* What you are asked to do *
From the top of the records below, return each line exactly, ending with the line that contains "let cli = Cli::parse();".

* Data for this task *
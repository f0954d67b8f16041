use clap::{Parser, Subcommand};
use std::path::PathBuf;
use tracing_subscriber::{layer::SubscriberExt, util::SubscriberInitExt};

mod commands;

use commands::{CollectionsCommand, ConfigCommand, InspectCommand, OnceCommand, RunCommand};
use docsync::config::Config;

#[derive(Parser)]
#[command(name = "docsync")]
#[command(version)]
#[command(about = "Replicates MongoDB collections into relational tables", long_about = None)]
struct Cli {
    /// Path to config file
    #[arg(long, short, global = true)]
    config: Option<PathBuf>,

    #[command(subcommand)]
    command: Option<Commands>,
}

#[derive(Subcommand)]
enum Commands {
    /// Replicate continuously until interrupted
    Run(RunCommand),

    /// Run a single sync cycle
    Once(OnceCommand),

    /// List source collections
    Collections(CollectionsCommand),

    /// Preview the columns for a collection
    Inspect(InspectCommand),

    /// Manage configuration
    Config(ConfigCommand),
}

#[tokio::main]
async fn main() {
    // Logs go to stderr so report output on stdout stays parseable
    tracing_subscriber::registry()
        .with(
            tracing_subscriber::EnvFilter::try_from_default_env()
                .unwrap_or_else(|_| "docsync=info".into()),
        )
        .with(tracing_subscriber::fmt::layer().with_writer(std::io::stderr))
        .init();

    if let Err(e) = run().await {
        eprintln!("Error: {}", e);
        std::process::exit(1);
    }
}

async fn run() -> Result<(), Box<dyn std::error::Error>> {
    let cli = Cli::parse();

    // Save config path for init command
    let cli_config_path = cli.config.clone();

    // Load configuration
    let config = Config::load(cli.config)?;

    match cli.command {
        Some(Commands::Run(cmd)) => cmd.run(&config).await?,
        Some(Commands::Once(cmd)) => cmd.run(&config).await?,
        Some(Commands::Collections(cmd)) => cmd.run(&config).await?,
        Some(Commands::Inspect(cmd)) => cmd.run(&config).await?,
        Some(Commands::Config(cmd)) => cmd.run(&config, cli_config_path)?,
        None => {
            println!("Use --help to see available commands");
        }
    }

    Ok(())
}
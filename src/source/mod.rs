//! Document sources.
//!
//! A source exposes its collections through three operations: enumerate the
//! collections, fetch one sample document, and fetch every document. There is
//! no model registry; every collection is read as schemaless documents.

mod memory;
mod mongo;

pub use memory::MemorySource;
pub use mongo::MongoSource;

use async_trait::async_trait;
use docsync_core::Document;

/// Generic read access to a schemaless document store.
#[async_trait]
pub trait DocumentSource: Send + Sync {
    /// Names of the collections currently present, sorted.
    async fn list_collections(&self) -> Result<Vec<String>, SourceError>;

    /// One document of the collection, or `None` if it is empty.
    async fn find_one(&self, collection: &str) -> Result<Option<Document>, SourceError>;

    /// Every document currently in the collection.
    async fn find_all(&self, collection: &str) -> Result<Vec<Document>, SourceError>;
}

/// Collections the sync never replicates.
pub fn is_system_collection(name: &str) -> bool {
    name.starts_with("system.")
}

/// Error type for source operations.
#[derive(Debug, Clone)]
pub enum SourceError {
    /// The source is unreachable or the link is not established.
    Connection(String),
    /// A read against a collection failed.
    Query { collection: String, message: String },
    /// The operation was abandoned because of shutdown.
    Cancelled,
}

impl SourceError {
    /// Connection-class errors are worth retrying.
    pub fn is_transient(&self) -> bool {
        matches!(self, SourceError::Connection(_))
    }
}

impl std::fmt::Display for SourceError {
    fn fmt(&self, f: &mut std::fmt::Formatter<'_>) -> std::fmt::Result {
        match self {
            SourceError::Connection(e) => write!(f, "Source connection error: {}", e),
            SourceError::Query {
                collection,
                message,
            } => write!(f, "Failed to read collection '{}': {}", collection, message),
            SourceError::Cancelled => write!(f, "Source read cancelled"),
        }
    }
}

impl std::error::Error for SourceError {}
use clap::Args;
use docsync_core::relation_name;
use tokio_util::sync::CancellationToken;

use super::{connect, CommandError, Stores};
use docsync::config::Config;

/// List source collections and the relations they sync into
#[derive(Args)]
pub struct CollectionsCommand {}

impl CollectionsCommand {
    pub async fn run(&self, config: &Config) -> Result<(), Box<dyn std::error::Error>> {
        let stores = connect(config, &CancellationToken::new()).await?;
        for line in collection_lines(&stores).await? {
            println!("{}", line);
        }
        Ok(())
    }
}

async fn collection_lines(stores: &Stores) -> Result<Vec<String>, CommandError> {
    let collections = stores.source.list_collections().await?;
    if collections.is_empty() {
        return Ok(vec!["No collections found.".to_string()]);
    }

    let mut lines = Vec::with_capacity(collections.len());
    for collection in collections {
        let relation = relation_name(&collection);
        let status = if stores.sink.load_columns(&relation).await?.is_empty() {
            "not synced".to_string()
        } else {
            format!("{} rows", stores.sink.count_rows(&relation).await?)
        };
        lines.push(format!("{} -> {} ({})", collection, relation, status));
    }
    Ok(lines)
}

#[cfg(test)]
mod tests {
    use super::*;
    use docsync::db::{init_sqlite, SqliteSink};
    use docsync::source::MemorySource;
    use docsync::sync::{SchedulerConfig, SyncScheduler};
    use docsync_core::{Document, Value, ID_FIELD};
    use std::sync::Arc;
    use tempfile::TempDir;

    #[tokio::test]
    async fn test_lists_sync_status() {
        let temp_dir = TempDir::new().unwrap();
        let pool = init_sqlite(&temp_dir.path().join("sink.db")).await.unwrap();
        let source = Arc::new(MemorySource::new());
        source.insert(
            "Orders",
            Document::new().with_field(ID_FIELD, Value::Text("a".into())),
        );
        let stores = Stores {
            source: source.clone(),
            sink: Arc::new(SqliteSink::new(pool)),
        };

        SyncScheduler::new(
            stores.source.clone(),
            stores.sink.clone(),
            SchedulerConfig::default(),
        )
        .run_cycle(&CancellationToken::new())
        .await
        .unwrap();
        source.create_collection("customers");

        let lines = collection_lines(&stores).await.unwrap();
        assert_eq!(
            lines,
            vec!["Orders -> orders (1 rows)", "customers -> customers (not synced)"]
        );
    }

    #[tokio::test]
    async fn test_no_collections() {
        let temp_dir = TempDir::new().unwrap();
        let pool = init_sqlite(&temp_dir.path().join("sink.db")).await.unwrap();
        let stores = Stores {
            source: Arc::new(MemorySource::new()),
            sink: Arc::new(SqliteSink::new(pool)),
        };

        let lines = collection_lines(&stores).await.unwrap();
        assert_eq!(lines, vec!["No collections found."]);
    }
}
//! docsync core library
//!
//! Value model, type inference and SQL generation shared by the docsync
//! replication binary. Nothing in this crate performs I/O except the retry
//! helper, which only sleeps.

pub mod column_type;
pub mod retry;
pub mod schema;
pub mod sql;
pub mod value;

pub use column_type::{classify, classify_field, infer_column_type, ColumnType, TypeConflict};
pub use retry::{retry_async, RetryOutcome, RetryPolicy};
pub use schema::{
    is_key_column, quote_ident, relation_name, Column, RelationSchema, NATURAL_KEY,
    RESERVED_ID_FIELD, SURROGATE_KEY,
};
pub use sql::Dialect;
pub use value::{canonical_timestamp, Document, Value, ID_FIELD};

pub fn version() -> &'static str {
    env!("CARGO_PKG_VERSION")
}
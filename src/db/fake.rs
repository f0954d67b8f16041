//! In-memory sink for tests that need to script failures or inspect the
//! statements a component issued.

use std::collections::{HashMap, VecDeque};
use std::sync::Mutex;

use async_trait::async_trait;
use docsync_core::{Column, ColumnType, Dialect, NATURAL_KEY, SURROGATE_KEY};
use tokio_util::sync::CancellationToken;

use super::{RelationalSink, Row, SinkError};

#[derive(Default)]
struct State {
    relations: HashMap<String, Vec<Column>>,
    rows: HashMap<String, HashMap<String, Row>>,
    calls: Vec<String>,
    failures: HashMap<&'static str, VecDeque<SinkError>>,
    cancel_on_add: Option<(String, CancellationToken)>,
}

pub struct FakeSink {
    dialect: Dialect,
    state: Mutex<State>,
}

impl FakeSink {
    pub fn new(dialect: Dialect) -> Self {
        Self {
            dialect,
            state: Mutex::new(State::default()),
        }
    }

    /// Makes the next calls of `operation` fail with `errors`, in order.
    pub fn fail_next(&self, operation: &'static str, errors: impl IntoIterator<Item = SinkError>) {
        self.state()
            .failures
            .entry(operation)
            .or_default()
            .extend(errors);
    }

    /// Fires `cancel` while the column named `column` is being added.
    pub fn cancel_when_adding(&self, column: &str, cancel: CancellationToken) {
        self.state().cancel_on_add = Some((column.to_string(), cancel));
    }

    /// Seeds a relation with key columns plus `columns`.
    pub fn with_relation(self, relation: &str, columns: Vec<Column>) -> Self {
        let mut all = key_columns();
        all.extend(columns);
        self.state().relations.insert(relation.to_string(), all);
        self
    }

    /// Every call made so far, as `operation relation[.column]`.
    pub fn calls(&self) -> Vec<String> {
        self.state().calls.clone()
    }

    pub fn row(&self, relation: &str, natural_key: &str) -> Option<Row> {
        self.state()
            .rows
            .get(relation)
            .and_then(|rows| rows.get(natural_key))
            .cloned()
    }

    fn state(&self) -> std::sync::MutexGuard<'_, State> {
        self.state.lock().unwrap()
    }

    fn begin(&self, operation: &'static str, target: String) -> Result<(), SinkError> {
        let mut state = self.state();
        state.calls.push(format!("{} {}", operation, target));
        match state.failures.get_mut(operation).and_then(VecDeque::pop_front) {
            Some(e) => Err(e),
            None => Ok(()),
        }
    }
}

fn key_columns() -> Vec<Column> {
    vec![
        Column::new(SURROGATE_KEY, ColumnType::Integer),
        Column::new(NATURAL_KEY, ColumnType::Text),
    ]
}

#[async_trait]
impl RelationalSink for FakeSink {
    fn dialect(&self) -> Dialect {
        self.dialect
    }

    async fn create_relation(&self, relation: &str) -> Result<(), SinkError> {
        self.begin("create_relation", relation.to_string())?;
        self.state()
            .relations
            .entry(relation.to_string())
            .or_insert_with(key_columns);
        Ok(())
    }

    async fn load_columns(&self, relation: &str) -> Result<Vec<Column>, SinkError> {
        self.begin("load_columns", relation.to_string())?;
        Ok(self
            .state()
            .relations
            .get(relation)
            .cloned()
            .unwrap_or_default())
    }

    async fn add_column(&self, relation: &str, column: &Column) -> Result<(), SinkError> {
        {
            let state = self.state();
            if let Some((name, cancel)) = &state.cancel_on_add {
                if *name == column.name {
                    cancel.cancel();
                }
            }
        }
        self.begin("add_column", format!("{}.{}", relation, column.name))?;

        let mut state = self.state();
        let columns = state
            .relations
            .get_mut(relation)
            .ok_or_else(|| SinkError::SchemaEvolution {
                relation: relation.to_string(),
                column: Some(column.name.clone()),
                message: "no such relation".to_string(),
            })?;
        if !columns.iter().any(|c| c.name == column.name) {
            columns.push(column.clone());
        }
        Ok(())
    }

    async fn retype_column_to_text(&self, relation: &str, column: &str) -> Result<(), SinkError> {
        self.begin("retype_column_to_text", format!("{}.{}", relation, column))?;

        let mut state = self.state();
        let existing = state
            .relations
            .get_mut(relation)
            .and_then(|columns| columns.iter_mut().find(|c| c.name == column))
            .ok_or_else(|| SinkError::SchemaEvolution {
                relation: relation.to_string(),
                column: Some(column.to_string()),
                message: "no such column".to_string(),
            })?;
        existing.column_type = ColumnType::Text;
        Ok(())
    }

    async fn upsert(&self, relation: &str, row: &Row) -> Result<(), SinkError> {
        self.begin("upsert", format!("{}.{}", relation, row.natural_key))?;
        self.state()
            .rows
            .entry(relation.to_string())
            .or_default()
            .insert(row.natural_key.clone(), row.clone());
        Ok(())
    }

    async fn count_rows(&self, relation: &str) -> Result<i64, SinkError> {
        self.begin("count_rows", relation.to_string())?;
        Ok(self
            .state()
            .rows
            .get(relation)
            .map_or(0, |rows| rows.len() as i64))
    }
}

* Your solution *
repository f0954d67b8f16041
use clap::{Parser, Subcommand};
use std::path::PathBuf;
use tracing_subscriber::{layer::SubscriberExt, util::SubscriberInitExt};

mod commands;

use commands::{CollectionsCommand, ConfigCommand, InspectCommand, OnceCommand, RunCommand};
use docsync::config::Config;

#[derive(Parser)]
#[command(name = "docsync")]
#[command(version)]
#[command(about = "Replicates MongoDB collections into relational tables", long_about = None)]
struct Cli {
    /// Path to config file
    #[arg(long, short, global = true)]
    config: Option<PathBuf>,

    #[command(subcommand)]
    command: Option<Commands>,
}

#[derive(Subcommand)]
enum Commands {
    /// Replicate continuously until interrupted
    Run(RunCommand),

    /// Run a single sync cycle
    Once(OnceCommand),

    /// List source collections
    Collections(CollectionsCommand),

    /// Preview the columns for a collection
    Inspect(InspectCommand),

    /// Manage configuration
    Config(ConfigCommand),
}

#[tokio::main]
async fn main() {
    // Logs go to stderr so report output on stdout stays parseable
    tracing_subscriber::registry()
        .with(
            tracing_subscriber::EnvFilter::try_from_default_env()
                .unwrap_or_else(|_| "docsync=info".into()),
        )
        .with(tracing_subscriber::fmt::layer().with_writer(std::io::stderr))
        .init();

    if let Err(e) = run().await {
        eprintln!("Error: {}", e);
        std::process::exit(1);
    }
}

async fn run() -> Result<(), Box<dyn std::error::Error>> {
    let cli = Cli::parse();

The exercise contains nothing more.